On warm summer nights, we would sleep on the chhat. The preparations would begin as soon as the sun went down, with water being sprinkled over the cement rooftops. Steam rose hissing and spluttering like so many cobras as the first drops hit the cement. Waves of heat would rise up - vicious, vindictive - and had to be drowned out by water for what seemed like an eternity. Finally, the roof would be left to dry in the summer night. We would wait up there soaking up the sondhi fragrance of water on hot ground mingling with sweet guava and early jasmine blossoms. After dinner, we would gather up there to hear the sounds of the city - voices raised in conversation, the final aartis in the temples all around us, and then much later, voices playing antakshari. Sometimes the game would turn into an impromptu contest across the rooftops in the lane; not for long but enough to make song and laughter create a sense of community.
And sometimes you could hear far off sounds of music. Thumri perhaps, or the strains of a sitar. Was it magic? Was it even real? Or just nostalgia polishing the materially constrained circumstance that we know we faced back then? Does it matter? Especially Bhardawaj's marvellously disciplined voice can recreate that magical nostalgia with such ease.

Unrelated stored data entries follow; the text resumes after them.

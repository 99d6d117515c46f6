//! Node kinds and namespaced node identifiers.
//!
//! Every node emitted by a projector is addressed by a [`NodeId`] of the form
//! `"<Kind>_<natural-key>"`. The kind prefix keeps, for example, a component and
//! an external reference that share a natural key from colliding, and lets the
//! downstream loader resolve edge targets by plain string equality.

use serde::{Deserialize, Serialize};
use std::fmt;

/// The four node kinds a projector can emit.
#[derive(Debug, Clone, Copy, PartialEq, Eq, Hash, PartialOrd, Ord, Serialize, Deserialize)]
pub enum NodeKind {
    Document,
    Component,
    Vulnerability,
    Reference,
}

impl NodeKind {
    /// Label used for the `__type` tag and as the id prefix.
    #[must_use]
    pub const fn label(&self) -> &'static str {
        match self {
            Self::Document => "Document",
            Self::Component => "Component",
            Self::Vulnerability => "Vulnerability",
            Self::Reference => "Reference",
        }
    }

    /// Name of the kind-specific identifier field in an output record.
    #[must_use]
    pub const fn id_field(&self) -> &'static str {
        match self {
            Self::Document => "__document_id",
            Self::Component => "__component_id",
            Self::Vulnerability => "__vulnerability_id",
            Self::Reference => "__reference_id",
        }
    }

    /// All node kinds, in output order.
    #[must_use]
    pub const fn all() -> &'static [Self] {
        &[
            Self::Document,
            Self::Component,
            Self::Vulnerability,
            Self::Reference,
        ]
    }

    /// Look up a kind by its label.
    #[must_use]
    pub fn from_label(label: &str) -> Option<Self> {
        Self::all().iter().copied().find(|k| k.label() == label)
    }
}

impl fmt::Display for NodeKind {
    fn fmt(&self, f: &mut fmt::Formatter<'_>) -> fmt::Result {
        f.write_str(self.label())
    }
}

/// Namespaced node identifier: `"<Kind>_<natural-key>"`.
///
/// The natural key is carried verbatim, including any characters that are
/// significant in the source format (`pkg:npm/foo@1.0.0`, `urn:uuid:...`).
#[derive(Debug, Clone, PartialEq, Eq, Hash, PartialOrd, Ord, Serialize, Deserialize)]
#[serde(transparent)]
pub struct NodeId(String);

impl NodeId {
    /// Build the identifier for a node of `kind` with the given natural key.
    pub fn new(kind: NodeKind, key: impl AsRef<str>) -> Self {
        Self(format!("{}_{}", kind.label(), key.as_ref()))
    }

    /// Split an identifier back into its kind and natural key.
    ///
    /// Returns `None` when the string does not start with a known kind label
    /// followed by `_`.
    #[must_use]
    pub fn parse(value: &str) -> Option<(NodeKind, &str)> {
        let (label, key) = value.split_once('_')?;
        NodeKind::from_label(label).map(|kind| (kind, key))
    }

    /// Check that this identifier is syntactically well formed.
    #[must_use]
    pub fn is_well_formed(&self) -> bool {
        Self::parse(&self.0).is_some()
    }

    /// The kind encoded in the prefix.
    #[must_use]
    pub fn kind(&self) -> Option<NodeKind> {
        Self::parse(&self.0).map(|(kind, _)| kind)
    }

    /// The natural key portion, without the kind prefix.
    #[must_use]
    pub fn key(&self) -> Option<&str> {
        Self::parse(&self.0).map(|(_, key)| key)
    }

    #[must_use]
    pub fn as_str(&self) -> &str {
        &self.0
    }
}

impl fmt::Display for NodeId {
    fn fmt(&self, f: &mut fmt::Formatter<'_>) -> fmt::Result {
        f.write_str(&self.0)
    }
}

impl AsRef<str> for NodeId {
    fn as_ref(&self) -> &str {
        &self.0
    }
}

/// Names of the edge lists a node can carry.
///
/// The set is closed: projectors can only attach edges under one of these
/// names, so the downstream loader sees a fixed vocabulary.
#[derive(Debug, Clone, Copy, PartialEq, Eq, Hash, PartialOrd, Ord)]
pub enum EdgeName {
    /// Document → described components (CycloneDX, SPDX seed and `DESCRIBES`)
    Describes,
    /// Component → its external references
    References,
    /// CycloneDX dependency graph: component → components it depends on
    DependsOn,
    /// Vulnerability → affected components
    Affects,
    /// Component → nested components, or SPDX `CONTAINS`
    Contains,
    /// SPDX `DEPENDS_ON`
    SpdxDependsOn,
    /// SPDX `DEPENDENCY_OF`
    DependencyOf,
    /// SPDX `DESCRIBED_BY`
    DescribedBy,
}

impl EdgeName {
    /// Key under which the edge list appears in an output record.
    #[must_use]
    pub const fn as_str(&self) -> &'static str {
        match self {
            Self::Describes => "describes",
            Self::References => "references",
            Self::DependsOn => "dependsOn",
            Self::Affects => "affects",
            Self::Contains => "contains",
            Self::SpdxDependsOn => "depends_on",
            Self::DependencyOf => "dependency_of",
            Self::DescribedBy => "described_by",
        }
    }

    #[must_use]
    pub const fn all() -> &'static [Self] {
        &[
            Self::Describes,
            Self::References,
            Self::DependsOn,
            Self::Affects,
            Self::Contains,
            Self::SpdxDependsOn,
            Self::DependencyOf,
            Self::DescribedBy,
        ]
    }

    /// Check whether a record key is one of the edge-list names.
    #[must_use]
    pub fn is_edge_key(key: &str) -> bool {
        Self::all().iter().any(|e| e.as_str() == key)
    }
}

impl fmt::Display for EdgeName {
    fn fmt(&self, f: &mut fmt::Formatter<'_>) -> fmt::Result {
        f.write_str(self.as_str())
    }
}

/// One entry of an embedded edge list: `{ "__toId": "<Kind>_<key>" }`.
#[derive(Debug, Clone, PartialEq, Eq, Hash, Serialize, Deserialize)]
pub struct EdgeRef {
    #[serde(rename = "__toId")]
    pub to_id: NodeId,
}

impl EdgeRef {
    pub fn new(kind: NodeKind, key: impl AsRef<str>) -> Self {
        Self {
            to_id: NodeId::new(kind, key),
        }
    }
}
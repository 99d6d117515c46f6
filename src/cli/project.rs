//! Project command handler.
//!
//! Implements the `project` subcommand: discover documents, project them and
//! write the element records.

use crate::config::AppConfig;
use crate::model::NodeKind;
use crate::pipeline::{
    discover_documents, exit_codes, write_elements, BatchReport, BatchRunner, OutputTarget,
};
use anyhow::{Context, Result};
use std::path::PathBuf;

/// Run the project command, returning the process exit code.
#[allow(clippy::needless_pass_by_value)]
pub fn run_project(paths: Vec<PathBuf>, config: AppConfig) -> Result<i32> {
    config.ensure_valid()?;

    let documents = discover_documents(&paths, &config.source)?;
    if documents.is_empty() {
        tracing::warn!("No documents found");
    }

    let report = match BatchRunner::from_config(&config).run(&documents) {
        Ok(report) => report,
        Err(err) if err.is_document_error() => {
            tracing::error!("Stopping at first failure: {}", err);
            return Ok(exit_codes::DOCUMENT_FAILURES);
        }
        Err(err) => return Err(err.into()),
    };

    let target = OutputTarget::from_option(config.output.file.clone());
    write_elements(
        report.elements(),
        &target,
        config.output.format,
        config.projection.layout,
        config.behavior.quiet,
    )
    .context("Failed to write element records")?;

    if !config.behavior.quiet {
        log_summary(&report);
    }

    Ok(report.exit_code())
}

fn log_summary(report: &BatchReport) {
    tracing::info!(
        "Projected {}/{} documents into {} elements ({} documents, {} components, {} vulnerabilities, {} references)",
        report.succeeded(),
        report.documents(),
        report.element_count(),
        report.count_of(NodeKind::Document),
        report.count_of(NodeKind::Component),
        report.count_of(NodeKind::Vulnerability),
        report.count_of(NodeKind::Reference),
    );
    if report.failed() > 0 {
        tracing::warn!(
            "{} documents failed ({} not recognized as SBOMs)",
            report.failed(),
            report.unrecognized()
        );
    }
}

With each listening, the album takes me right back to the Banaras I knew and grew up in - full of laughter, love, hope and masti. In fact each time I am shocked at the ease with which I can transport myself back to that magical land, erasing all that has intervened since, as if none of the distance, time or experience matters.
Perhaps the song is right...as a born and bred Banarasi, may be the Ganges - not blood - does flow in my veins!
PS: The final shot is by Tarun Vishwa. I don't even know if that is Banaras but it seems to bring back every memory of the place.